> [AIM OF THE EXERCISE]: Set down all of the data that follows, keeping every character.

> [GIVEN DATA]:
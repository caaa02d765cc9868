//! Persistent discovery cache
//!
//! Stores, per test-selection pattern, how many tests (and which) the last
//! run found, so that the next invocation can size its progress display
//! before the run completes. Entries expire by age and whenever the project's
//! source file (`go.mod` by default) changes. The same file keeps a bounded
//! history of past runs.

pub mod file;
pub mod history;

pub use file::{CacheFile, PackageDetail, Performance, SlowTest, TestCountEntry, TestListEntry};
pub use history::{History, RunHistory, DEFAULT_MAX_ENTRIES};

use crate::config::CacheConfig;
use crate::error::{Error, Result};
use crate::summary::TestSummary;
use chrono::{DateTime, Utc};
use std::fs;
use std::path::{Path, PathBuf};
use std::sync::{PoisonError, RwLock, RwLockReadGuard};
use std::time::Duration;
use tracing::debug;

/// Number of slow tests remembered in the performance section.
const SLOWEST_TESTS_KEPT: usize = 10;

/// Pattern used when no packages are given.
pub const DEFAULT_PATTERN: &str = "./...";

/// Stable cache key for a set of package patterns.
///
/// Order and duplicates do not matter, so `a b` and `b a a` share an entry.
pub fn pattern_key<S: AsRef<str>>(packages: &[S]) -> String {
    let mut parts: Vec<&str> = packages
        .iter()
        .map(|p| p.as_ref().trim())
        .filter(|p| !p.is_empty())
        .collect();
    if parts.is_empty() {
        return DEFAULT_PATTERN.to_string();
    }
    parts.sort_unstable();
    parts.dedup();
    parts.join(" ")
}

/// The discovery cache bound to one file on disk.
///
/// Reads share a lock; every mutation holds the write lock while it
/// rewrites the whole file.
#[derive(Debug)]
pub struct DiscoveryCache {
    path: PathBuf,
    source_path: Option<PathBuf>,
    max_age: Duration,
    history_max_entries: usize,
    state: RwLock<CacheFile>,
}

impl DiscoveryCache {
    /// Open the cache described by `config`.
    ///
    /// Fails with [`Error::CacheDisabled`] when caching is switched off so
    /// that callers bypass it explicitly. A missing or corrupt file yields
    /// an empty cache.
    pub fn open(config: &CacheConfig) -> Result<Self> {
        if !config.enabled {
            return Err(Error::CacheDisabled);
        }
        let path = config.path();
        let state = file::load(&path);
        debug!(path = %path.display(), "opened discovery cache");
        Ok(DiscoveryCache {
            path,
            source_path: Some(config.source_file.clone()).filter(|p| !p.as_os_str().is_empty()),
            max_age: config.max_age,
            history_max_entries: config.history_max_entries,
            state: RwLock::new(state),
        })
    }

    pub fn path(&self) -> &Path {
        &self.path
    }

    fn read(&self) -> RwLockReadGuard<'_, CacheFile> {
        self.state.read().unwrap_or_else(PoisonError::into_inner)
    }

    /// Apply `change` to a copy, persist it and only then publish it.
    ///
    /// When the save fails the in-memory state is left untouched.
    fn mutate<F>(&self, change: F) -> Result<()>
    where
        F: FnOnce(&mut CacheFile),
    {
        let mut state = self.state.write().unwrap_or_else(PoisonError::into_inner);
        let mut next = state.clone();
        change(&mut next);
        next.metadata.last_updated = Utc::now();
        file::save(&self.path, &next)?;
        *state = next;
        Ok(())
    }

    fn source_mtime(&self) -> Option<DateTime<Utc>> {
        let path = self.source_path.as_ref()?;
        let modified = fs::metadata(path).and_then(|m| m.modified()).ok()?;
        Some(DateTime::<Utc>::from(modified))
    }

    fn is_fresh(&self, timestamp: DateTime<Utc>, stored_mtime: Option<DateTime<Utc>>) -> bool {
        file::is_fresh(
            timestamp,
            stored_mtime,
            self.source_mtime(),
            self.max_age,
            Utc::now(),
        )
    }

    /// Cached test count for `pattern`, if present and still valid.
    pub fn get_count(&self, pattern: &str) -> Option<usize> {
        let state = self.read();
        let entry = state.discovery.test_counts.get(pattern)?;
        if !self.is_fresh(entry.timestamp, entry.source_mtime) {
            debug!(pattern, "cached test count is stale");
            return None;
        }
        Some(entry.count)
    }

    /// Cached test list for `pattern`, if present and still valid.
    pub fn get_list(&self, pattern: &str) -> Option<Vec<String>> {
        let state = self.read();
        let entry = state.discovery.test_lists.get(pattern)?;
        if !self.is_fresh(entry.timestamp, entry.source_mtime) {
            debug!(pattern, "cached test list is stale");
            return None;
        }
        Some(entry.tests.clone())
    }

    pub fn update_count(&self, pattern: &str, count: usize, packages_scanned: usize) -> Result<()> {
        let entry = TestCountEntry {
            count,
            timestamp: Utc::now(),
            source_mtime: self.source_mtime(),
            packages_scanned,
        };
        self.mutate(|state| {
            state
                .discovery
                .test_counts
                .insert(pattern.to_string(), entry);
        })
    }

    pub fn update_list(
        &self,
        pattern: &str,
        tests: Vec<String>,
        packages_scanned: usize,
    ) -> Result<()> {
        let entry = TestListEntry {
            tests,
            timestamp: Utc::now(),
            source_mtime: self.source_mtime(),
            packages_scanned,
        };
        self.mutate(|state| {
            state
                .discovery
                .test_lists
                .insert(pattern.to_string(), entry);
        })
    }

    /// Record a run as the newest history entry.
    pub fn add_run_history(&self, run: RunHistory) -> Result<()> {
        let max_entries = self.history_max_entries;
        self.mutate(|state| {
            let history = state
                .history
                .get_or_insert_with(|| History::new(max_entries));
            history.max_entries = max_entries;
            history.push(run);
        })
    }

    /// Stored runs, newest first.
    pub fn history(&self) -> Vec<RunHistory> {
        self.read()
            .history
            .as_ref()
            .map(|h| h.runs.clone())
            .unwrap_or_default()
    }

    /// Remember per-package test names and counts from a finished run.
    pub fn update_package_details(&self, summary: &TestSummary) -> Result<()> {
        let now = Utc::now();
        self.mutate(|state| {
            for outcome in &summary.packages {
                let test_names: Vec<String> = summary
                    .entries()
                    .filter(|e| e.package == outcome.package)
                    .map(|e| e.name.clone())
                    .collect();
                state.discovery.package_details.insert(
                    outcome.package.clone(),
                    PackageDetail {
                        test_count: outcome.test_count,
                        has_tests: !outcome.no_test_files && outcome.test_count > 0,
                        test_names,
                        last_seen: now,
                    },
                );
            }
        })
    }

    /// Fold a finished run into the running performance figures.
    pub fn record_performance(&self, summary: &TestSummary) -> Result<()> {
        let run_ms = u64::try_from(summary.elapsed.as_millis()).unwrap_or(u64::MAX);
        let slowest: Vec<SlowTest> = summary
            .slowest(SLOWEST_TESTS_KEPT)
            .into_iter()
            .map(|e| SlowTest {
                package: e.package.clone(),
                name: e.name.clone(),
                duration_ms: u64::try_from(e.duration.as_millis()).unwrap_or(u64::MAX),
            })
            .collect();

        self.mutate(|state| {
            let perf = state.performance.get_or_insert_with(Performance::default);
            let previous_total = perf.average_run_ms.saturating_mul(perf.total_runs);
            perf.total_runs += 1;
            perf.average_run_ms = previous_total.saturating_add(run_ms) / perf.total_runs;
            perf.slowest_tests = slowest;
        })
    }

    /// Reset to an empty cache and persist it.
    pub fn clear(&self) -> Result<()> {
        self.mutate(|state| *state = CacheFile::default())
    }

    /// Copy of everything currently held.
    pub fn contents(&self) -> CacheFile {
        self.read().clone()
    }
}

> [EXERCISE ANSWER]:
repository caaa02d765cc9868
//! Persistent discovery cache
//!
//! Stores, per test-selection pattern, how many tests (and which) the last
//! run found, so that the next invocation can size its progress display
//! before the run completes. Entries expire by age and whenever the project's
//! source file (`go.mod` by default) changes. The same file keeps a bounded
//! history of past runs.

pub mod file;
pub mod history;

pub use file::{CacheFile, PackageDetail, Performance, SlowTest, TestCountEntry, TestListEntry};
pub use history::{History, RunHistory, DEFAULT_MAX_ENTRIES};

use crate::config::CacheConfig;
use crate::error::{Error, Result};
use crate::summary::TestSummary;
use chrono::{DateTime, Utc};
use std::fs;
use std::path::{Path, PathBuf};
use std::sync::{PoisonError, RwLock, RwLockReadGuard};
use std::time::Duration;
use tracing::debug;

/// Number of slow tests remembered in the performance section.
const SLOWEST_TESTS_KEPT: usize = 10;

/// Pattern used when no packages are given.
pub const DEFAULT_PATTERN: &str = "./...";

/// Stable cache key for a set of package patterns.
///
/// Order and duplicates do not matter, so `a b` and `b a a` share an entry.
pub fn pattern_key<S: AsRef<str>>(packages: &[S]) -> String {
    let mut parts: Vec<&str> = packages
        .iter()
        .map(|p| p.as_ref().trim())
        .filter(|p| !p.is_empty())
        .collect();
    if parts.is_empty() {
        return DEFAULT_PATTERN.to_string();
    }
    parts.sort_unstable();
    parts.dedup();
    parts.join(" ")
}

/// The discovery cache bound to one file on disk.
///
/// Reads share a lock; every mutation holds the write lock while it
/// rewrites the whole file.
#[derive(Debug)]
pub struct DiscoveryCache {
    path: PathBuf,
    source_path: Option<PathBuf>,
    max_age: Duration,
    history_max_entries: usize,
    state: RwLock<CacheFile>,
}

impl DiscoveryCache {
    /// Open the cache described by `config`.
    ///
    /// Fails with [`Error::CacheDisabled`] when caching is switched off so
    /// that callers bypass it explicitly. A missing or corrupt file yields
    /// an empty cache.
    pub fn open(config: &CacheConfig) -> Result<Self> {
        if !config.enabled {
            return Err(Error::CacheDisabled);
        }
        let path = config.path();
        let state = file::load(&path);
        debug!(path = %path.display(), "opened discovery cache");
        Ok(DiscoveryCache {
            path,
            source_path: Some(config.source_file.clone()).filter(|p| !p.as_os_str().is_empty()),
            max_age: config.max_age,
            history_max_entries: config.history_max_entries,
            state: RwLock::new(state),
        })
    }

    pub fn path(&self) -> &Path {
        &self.path
    }

    fn read(&self) -> RwLockReadGuard<'_, CacheFile> {
        self.state.read().unwrap_or_else(PoisonError::into_inner)
    }

    /// Apply `change` to a copy, persist it and only then publish it.
    ///
    /// When the save fails the in-memory state is left untouched.
    fn mutate<F>(&self, change: F) -> Result<()>
    where
        F: FnOnce(&mut CacheFile),
    {
        let mut state = self.state.write().unwrap_or_else(PoisonError::into_inner);
        let mut next = state.clone();
        change(&mut next);
        next.metadata.last_updated = Utc::now();
        file::save(&self.path, &next)?;
        *state = next;
        Ok(())
    }

    fn source_mtime(&self) -> Option<DateTime<Utc>> {
        let path = self.source_path.as_ref()?;
        let modified = fs::metadata(path).and_then(|m| m.modified()).ok()?;
        Some(DateTime::<Utc>::from(modified))
    }

    fn is_fresh(&self, timestamp: DateTime<Utc>, stored_mtime: Option<DateTime<Utc>>) -> bool {
        file::is_fresh(
            timestamp,
            stored_mtime,
            self.source_mtime(),
            self.max_age,
            Utc::now(),
        )
    }

    /// Cached test count for `pattern`, if present and still valid.
    pub fn get_count(&self, pattern: &str) -> Option<usize> {
        let state = self.read();
        let entry = state.discovery.test_counts.get(pattern)?;
        if !self.is_fresh(entry.timestamp, entry.source_mtime) {
            debug!(pattern, "cached test count is stale");
            return None;
        }
        Some(entry.count)
    }

    /// Cached test list for `pattern`, if present and still valid.
    pub fn get_list(&self, pattern: &str) -> Option<Vec<String>> {
        let state = self.read();
        let entry = state.discovery.test_lists.get(pattern)?;
        if !self.is_fresh(entry.timestamp, entry.source_mtime) {
            debug!(pattern, "cached test list is stale");
            return None;
        }
        Some(entry.tests.clone())
    }

    pub fn update_count(&self, pattern: &str, count: usize, packages_scanned: usize) -> Result<()> {
        let entry = TestCountEntry {
            count,
            timestamp: Utc::now(),
            source_mtime: self.source_mtime(),
            packages_scanned,
        };
        self.mutate(|state| {
            state
                .discovery
                .test_counts
                .insert(pattern.to_string(), entry);
        })
    }

    pub fn update_list(
        &self,
        pattern: &str,
        tests: Vec<String>,
        packages_scanned: usize,
    ) -> Result<()> {
        let entry = TestListEntry {
            tests,
            timestamp: Utc::now(),
            source_mtime: self.source_mtime(),
            packages_scanned,
        };
        self.mutate(|state| {
            state
                .discovery
                .test_lists
                .insert(pattern.to_string(), entry);
        })
    }

    /// Record a run as the newest history entry.
    pub fn add_run_history(&self, run: RunHistory) -> Result<()> {
        let max_entries = self.history_max_entries;
        self.mutate(|state| {
            let history = state
                .history
                .get_or_insert_with(|| History::new(max_entries));
            history.max_entries = max_entries;
            history.push(run);
        })
    }

    /// Stored runs, newest first.
    pub fn history(&self) -> Vec<RunHistory> {
        self.read()
            .history
            .as_ref()
            .map(|h| h.runs.clone())
            .unwrap_or_default()
    }

    /// Remember per-package test names and counts from a finished run.
    pub fn update_package_details(&self, summary: &TestSummary) -> Result<()> {
        let now = Utc::now();
        self.mutate(|state| {
            for outcome in &summary.packages {
                let test_names: Vec<String> = summary
                    .entries()
                    .filter(|e| e.package == outcome.package)
                    .map(|e| e.name.clone())
                    .collect();
                state.discovery.package_details.insert(
                    outcome.package.clone(),
                    PackageDetail {
                        test_count: outcome.test_count,
                        has_tests: !outcome.no_test_files && outcome.test_count > 0,
                        test_names,
                        last_seen: now,
                    },
                );
            }
        })
    }

    /// Fold a finished run into the running performance figures.
    pub fn record_performance(&self, summary: &TestSummary) -> Result<()> {
        let run_ms = u64::try_from(summary.elapsed.as_millis()).unwrap_or(u64::MAX);
        let slowest: Vec<SlowTest> = summary
            .slowest(SLOWEST_TESTS_KEPT)
            .into_iter()
            .map(|e| SlowTest {
                package: e.package.clone(),
                name: e.name.clone(),
                duration_ms: u64::try_from(e.duration.as_millis()).unwrap_or(u64::MAX),
            })
            .collect();

        self.mutate(|state| {
            let perf = state.performance.get_or_insert_with(Performance::default);
            let previous_total = perf.average_run_ms.saturating_mul(perf.total_runs);
            perf.total_runs += 1;
            perf.average_run_ms = previous_total.saturating_add(run_ms) / perf.total_runs;
            perf.slowest_tests = slowest;
        })
    }

    /// Reset to an empty cache and persist it.
    pub fn clear(&self) -> Result<()> {
        self.mutate(|state| *state = CacheFile::default())
    }

    /// Copy of everything currently held.
    pub fn contents(&self) -> CacheFile {
        self.read().clone()
    }
}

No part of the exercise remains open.